Am Abend erreichen wir Samut Prakan. Die Stadt liegt Luftlinie ca. 20 km vom Zentrum Bangkoks entfernt und doch spürt man auch hier den hektischen Großstadtflair. Es mag daran liegen, dass der Skytrain uns in ca. 30 Minuten direkt bis ins Zentrum befördern könnte. Die Expansion der Metropole Bangkok spürt man natürlich auch auf der Straße.
Wir sind froh, dass wir nicht durch Bangkok radeln müssen. Irgendwie wirkt es für uns anstrengender als andere Großstädte. Vielleicht liegt es daran, dass die Stadt so modern ist und die Straßen vor allen von Autos, Lkw und Bussen befahren werden. Es gibt zwar auch unzählige Mopeds, aber die sind bei weitem nicht so präsent wie beispielsweise in Ho Chi Minh City oder Delhi. Es gibt keine linke Spur, die den langsamen und kleinen Fahrzeugen gehört. Alles ist viel rasanter!
Am nächsten Morgen quetschen wir unsere Räder auf eine Fußgängerfähre über den Chao Phraya.

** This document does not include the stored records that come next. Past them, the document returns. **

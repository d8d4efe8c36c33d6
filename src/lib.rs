//! Kiln: a native code backend for a class-based scripting language.
//!
//! This crate re-exports the workspace crates behind one entry point:
//!
//! - [`core`]: spans, names, the value/type model, errors
//! - [`registry`]: class and property registration and lookup
//! - [`compiler`]: per-unit compilation context and statement lowering
//!
//! # Example
//!
//! ```
//! use kiln::prelude::*;
//!
//! let mut registry = ClassRegistry::new();
//! let counter = registry
//!     .register_class(ClassDecl::user("Counter").static_property("count", Visibility::Public))
//!     .unwrap();
//!
//! let config = CodegenConfig::new();
//! let mut ctx = CompilationContext::for_class(&registry, &config, counter);
//! let stmt = LetStatement::new(Span::new(1, 1, 16)).assign(Assignment::new(
//!     AssignTarget::static_property("self", "count"),
//!     CompiledExpression::int(5),
//!     Span::new(1, 5, 12),
//! ));
//! StmtCompiler::new(&mut ctx).compile_let(&stmt).unwrap();
//!
//! assert!(ctx.render().contains("kiln_update_static_property_ce(counter_ce, SL(\"count\"), _0 TSRMLS_CC);"));
//! ```

pub use kiln_compiler as compiler;
pub use kiln_core as core;
pub use kiln_registry as registry;

pub mod prelude {
    pub use kiln_compiler::{
        AssignTarget, Assignment, ClassRef, CodegenConfig, CodegenProperty, CompilationContext,
        Instruction, LetStatement, StmtCompiler, StoreValue,
    };
    pub use kiln_core::{
        ClassId, CompilationError, CompiledExpression, ExprType, KilnError, RegistrationError,
        Span, VariableKind, Visibility,
    };
    pub use kiln_registry::{ClassDecl, ClassRegistry};
}
//! Storage kinds of compiler variables.

use std::fmt;

/// How a variable is stored in generated code.
#[derive(Debug, Clone, Copy, PartialEq, Eq, Hash)]
pub enum VariableKind {
    Int,
    Uint,
    Long,
    Ulong,
    Char,
    Uchar,
    Double,
    Bool,
    String,
    Array,
    /// A dynamically typed value cell.
    Variable,
    /// A resolved static-property slot used by cached stores.
    PropertyInfo,
}

impl VariableKind {
    /// The kind's source-level name.
    pub fn name(self) -> &'static str {
        match self {
            VariableKind::Int => "int",
            VariableKind::Uint => "uint",
            VariableKind::Long => "long",
            VariableKind::Ulong => "ulong",
            VariableKind::Char => "char",
            VariableKind::Uchar => "uchar",
            VariableKind::Double => "double",
            VariableKind::Bool => "bool",
            VariableKind::String => "string",
            VariableKind::Array => "array",
            VariableKind::Variable => "variable",
            VariableKind::PropertyInfo => "zend_property_info",
        }
    }

    /// The C declaration type.
    pub fn c_type(self) -> &'static str {
        match self {
            VariableKind::Int => "int",
            VariableKind::Uint => "unsigned int",
            VariableKind::Long => "long",
            VariableKind::Ulong => "unsigned long",
            VariableKind::Char => "char",
            VariableKind::Uchar => "unsigned char",
            VariableKind::Double => "double",
            VariableKind::Bool => "zend_bool",
            VariableKind::String | VariableKind::Array | VariableKind::Variable => "zval",
            VariableKind::PropertyInfo => "zend_property_info",
        }
    }

    /// Whether the declaration is a pointer.
    pub fn is_pointer(self) -> bool {
        matches!(
            self,
            VariableKind::String
                | VariableKind::Array
                | VariableKind::Variable
                | VariableKind::PropertyInfo
        )
    }

    /// Integer-family kinds box into a long value cell.
    pub fn is_integer_family(self) -> bool {
        matches!(
            self,
            VariableKind::Int
                | VariableKind::Uint
                | VariableKind::Long
                | VariableKind::Ulong
                | VariableKind::Char
                | VariableKind::Uchar
        )
    }
}

impl fmt::Display for VariableKind {
    fn fmt(&self, f: &mut fmt::Formatter<'_>) -> fmt::Result {
        f.write_str(self.name())
    }
}
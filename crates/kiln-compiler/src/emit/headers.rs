//! Runtime header declarations required by emitted code.

use rustc_hash::FxHashSet;

/// Object-model runtime facility (static and instance property access).
pub const OBJECT_HEADER: &str = "kernel/object";

/// Ordered, deduplicated set of required headers.
///
/// Headers render in first-declaration order, ahead of the code using them.
#[derive(Debug, Default)]
pub struct HeadersManager {
    order: Vec<String>,
    seen: FxHashSet<String>,
}

impl HeadersManager {
    pub fn new() -> Self {
        Self::default()
    }

    /// Declare a dependency. Returns `false` if it was already declared.
    pub fn add(&mut self, header: &str) -> bool {
        if !self.seen.insert(header.to_string()) {
            return false;
        }
        self.order.push(header.to_string());
        true
    }

    pub fn contains(&self, header: &str) -> bool {
        self.seen.contains(header)
    }

    pub fn len(&self) -> usize {
        self.order.len()
    }

    pub fn is_empty(&self) -> bool {
        self.order.is_empty()
    }

    pub fn iter(&self) -> impl Iterator<Item = &str> {
        self.order.iter().map(String::as_str)
    }

    /// Render `#include` lines.
    pub fn render(&self) -> String {
        self.order
            .iter()
            .map(|h| format!("#include \"{h}.h\"\n"))
            .collect()
    }
}
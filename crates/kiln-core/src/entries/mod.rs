//! Registry entry types for classes and their properties.

mod class;
mod property;

pub use class::{ClassDefinition, ClassHandle, ClassId, ClassSource};
pub use property::ClassProperty;
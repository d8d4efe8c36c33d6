use crate::Visibility;

use super::ClassId;

/// A property declared on a class.
#[derive(Debug, Clone, PartialEq, Eq)]
pub struct ClassProperty {
    /// Property name.
    pub name: String,
    /// Class-level (`static`) rather than per-instance storage.
    pub is_static: bool,
    pub visibility: Visibility,
    /// The class that declares this property. Lookup key only.
    pub declaring_class: ClassId,
}

impl ClassProperty {
    pub fn new(
        name: impl Into<String>,
        is_static: bool,
        visibility: Visibility,
        declaring_class: ClassId,
    ) -> Self {
        Self {
            name: name.into(),
            is_static,
            visibility,
            declaring_class,
        }
    }

    pub fn is_static(&self) -> bool {
        self.is_static
    }

    pub fn is_private(&self) -> bool {
        self.visibility.is_private()
    }
}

Auf der anderen Seite erwartet uns eine relative entspannte Straße entlang eines Kanals, dem wir bis Samut Sakhon folgen, wo auch schon die nächste Fähre auf uns wartet. Wir rollen anschließend zu der kleinen Bahnstation und fragen nach einem Ticket. 
Zu unserer Überraschung ist es überhaupt kein Problem, die Räder mit in den Zug zu nehmen. Die Schaffner helfen uns nach der Ankunft des Zuges sogar dabei, unsere ganzen Taschen in den Zug zu laden. Wir denken sofort an unsere Zugodyssee in Tashkent zurück. Da könnten sich die korrupten Schaffner aus Kasachstan noch was abgucken. Tropisch grünende Landschaft zieht vor dem Fenster an uns vorbei. Die Strecke ist schön, aber es ist auch schön, nicht mehr gegen den Wind treten zu müssen. Außerdem müssen wir uns ein bisschen sputen, da die Schwimmenden Märkte im Südwesten Bangkoks nur am Wochenende stattfinden und schon Samstag ist.
Wir steigen in einem kleinen Dorf mitten im Nirgendwo aus. Sofort helfen uns wieder zwei Frauen beim Ausladen. Nach einer kurzen Fotosession mit den beiden radeln wir dann noch etwa 10 km zu unserer heutigen Unterkunft, die sich direkt neben dem Tha Kha Floating Market befindet. Die Umgebung auf der Strecke weckt Erinnerungen an das Mekongdelta in uns. Das Gästehaus, welches früher mal eine Schule war, ist voll bis unters Dach.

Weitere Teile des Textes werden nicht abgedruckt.